Quercetin has also been reported to have its anti-tumor effects against a variety of tumors in vivo experiments. In rats, quercetin could reduce the growth of diethylnitrosamine-induced hepatocarcinoma when quercetin was introduced intravenously to rats (8.98 mM/kg) once a week for 16 weeks [35]. However, quercetin may exacerbate the development of estrogen-induced breast tumors. Breast tumors were developed in female August-Copenhagen Irish (ACI) rats by given quercetin (2.5 g/kg food) for 8 months in combination with treatment of estradiol, a powerful female hormone. Further experiments showed that this might be due to inhibiting the metabolism of estradiol by quercetin in rats [36]. In 1996, David et al. [37] have performed Phase I clinical trial with quercetin in humans. They found that quercetin with bolus injection could not only significantly decrease tumor cells in patient with refractory ovarian cancer, but also possibly caused nephrotoxicity at the high dose of quercetin. However, our study showed that only quercetin at a relatively high dose could inhibit the growth of leukemia cells, which might limit its clinical application. It is important to find some new strategies such as combination of other drugs and application of medicines in alternate ways in clinical trials.

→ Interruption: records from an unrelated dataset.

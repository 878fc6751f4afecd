//! Trip-planning session and orchestration
//!
//! One user action maps to one sequential, run-to-completion operation.
//! The single piece of session state is the last generated itinerary,
//! carried in an explicit [`Session`] value and overwritten on each
//! regeneration; there is no shared global state.

use crate::generation::ItineraryGenerator;
use crate::models::{Itinerary, TripRequest, WeatherSnapshot};
use crate::report::{self, FontSource};
use crate::Result;
use std::fs;
use std::path::{Path, PathBuf};
use std::sync::Arc;
use tracing::info;

/// State of one interactive planning session
#[derive(Debug, Default)]
pub struct Session {
    last_itinerary: Option<Itinerary>,
}

impl Session {
    #[must_use]
    pub fn new() -> Self {
        Self::default()
    }

    /// The most recently generated itinerary, if any
    #[must_use]
    pub fn last_itinerary(&self) -> Option<&Itinerary> {
        self.last_itinerary.as_ref()
    }

    /// Replace the session itinerary.
    ///
    /// Used when a fixed failure message stands in for generated text, so
    /// the report shows what the user saw.
    pub fn set_itinerary(&mut self, itinerary: Itinerary) {
        self.last_itinerary = Some(itinerary);
    }
}

/// Orchestrates itinerary generation and report export for a session
pub struct Planner {
    generator: Arc<dyn ItineraryGenerator>,
}

impl Planner {
    #[must_use]
    pub fn new(generator: Arc<dyn ItineraryGenerator>) -> Self {
        Self { generator }
    }

    /// Generate an itinerary and store it in the session.
    ///
    /// A failed generation leaves the previous session itinerary in place;
    /// the error carries the upstream detail for display.
    pub async fn generate<'s>(
        &self,
        session: &'s mut Session,
        request: &TripRequest,
    ) -> Result<&'s Itinerary> {
        let itinerary = self.generator.generate(request).await?;
        Ok(session.last_itinerary.insert(itinerary))
    }

    /// Export the session's itinerary as a paginated PDF report.
    ///
    /// The body is blank when nothing has been generated yet. The filename
    /// follows the fixed `{city}_{style}_{days}일_여행.pdf` template;
    /// repeated exports with identical parameters overwrite the same file.
    pub fn export(
        &self,
        session: &Session,
        request: &TripRequest,
        weather: Option<&WeatherSnapshot>,
        font: &dyn FontSource,
        output_dir: &Path,
    ) -> Result<PathBuf> {
        let empty = Itinerary::default();
        let itinerary = session.last_itinerary().unwrap_or(&empty);

        let bytes = report::render(request, weather, itinerary, font)?;

        fs::create_dir_all(output_dir)?;
        let path = output_dir.join(request.report_filename());
        fs::write(&path, bytes)?;

        info!("Exported report to {}", path.display());
        Ok(path)
    }
}

#[cfg(test)]
mod tests {
    use super::*;
    use crate::cities::City;
    use crate::models::TravelStyle;
    use crate::report::FontFile;
    use crate::WayfarerError;
    use async_trait::async_trait;
    use std::sync::atomic::{AtomicUsize, Ordering};

    struct ScriptedGenerator {
        calls: AtomicUsize,
        outputs: Vec<Result<String>>,
    }

    impl ScriptedGenerator {
        fn new(outputs: Vec<Result<String>>) -> Self {
            Self {
                calls: AtomicUsize::new(0),
                outputs,
            }
        }
    }

    #[async_trait]
    impl ItineraryGenerator for ScriptedGenerator {
        async fn generate(&self, _request: &TripRequest) -> Result<Itinerary> {
            let call = self.calls.fetch_add(1, Ordering::SeqCst);
            match &self.outputs[call.min(self.outputs.len() - 1)] {
                Ok(text) => Ok(Itinerary::new(text.clone())),
                Err(_) => Err(WayfarerError::generation("scripted failure")),
            }
        }
    }

    fn request() -> TripRequest {
        TripRequest::new(City::Seoul, TravelStyle::Sightseeing, 3)
    }

    #[tokio::test]
    async fn test_generate_stores_itinerary_in_session() {
        let planner = Planner::new(Arc::new(ScriptedGenerator::new(vec![Ok(
            "Day1: 경복궁".to_string()
        )])));
        let mut session = Session::new();

        let itinerary = planner.generate(&mut session, &request()).await.unwrap();
        assert_eq!(itinerary.as_str(), "Day1: 경복궁");
        assert_eq!(session.last_itinerary().unwrap().as_str(), "Day1: 경복궁");
    }

    #[tokio::test]
    async fn test_regeneration_overwrites_previous_itinerary() {
        let planner = Planner::new(Arc::new(ScriptedGenerator::new(vec![
            Ok("첫 번째 일정".to_string()),
            Ok("두 번째 일정".to_string()),
        ])));
        let mut session = Session::new();

        planner.generate(&mut session, &request()).await.unwrap();
        planner.generate(&mut session, &request()).await.unwrap();
        assert_eq!(session.last_itinerary().unwrap().as_str(), "두 번째 일정");
    }

    #[tokio::test]
    async fn test_failed_generation_keeps_previous_itinerary() {
        let planner = Planner::new(Arc::new(ScriptedGenerator::new(vec![
            Ok("살아남은 일정".to_string()),
            Err(WayfarerError::generation("quota")),
        ])));
        let mut session = Session::new();

        planner.generate(&mut session, &request()).await.unwrap();
        let err = planner.generate(&mut session, &request()).await.unwrap_err();
        assert!(matches!(err, WayfarerError::Generation { .. }));
        assert_eq!(session.last_itinerary().unwrap().as_str(), "살아남은 일정");
    }

    #[tokio::test]
    async fn test_export_with_missing_font_writes_nothing() {
        let planner = Planner::new(Arc::new(ScriptedGenerator::new(vec![Ok(
            "Day1".to_string()
        )])));
        let session = Session::new();
        let dir = tempfile::tempdir().unwrap();
        let font = FontFile::new("/nonexistent/font.ttf");

        let result = planner.export(&session, &request(), None, &font, dir.path());
        assert!(matches!(result, Err(WayfarerError::FontUnavailable { .. })));
        assert_eq!(fs::read_dir(dir.path()).unwrap().count(), 0);
    }
}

Quercetin, which can target multiple anti-tumor proteins, has been demonstrated in this study to have effects on Cox-2 expression in HL-60 cells at the first time. This result has greatly extended our knowledge about the underlying molecular mechanism. With more understanding of its mechanism, quercetin can be a potent and promising medicine which may be safely used in leukemia therapy.
Funding
This work was supported by grants from the Natural Science Foundation of Guangdong Province (No. 9151008901000105) and the Science and Technology Planning of Guangdong Province (No. 2008B060600032).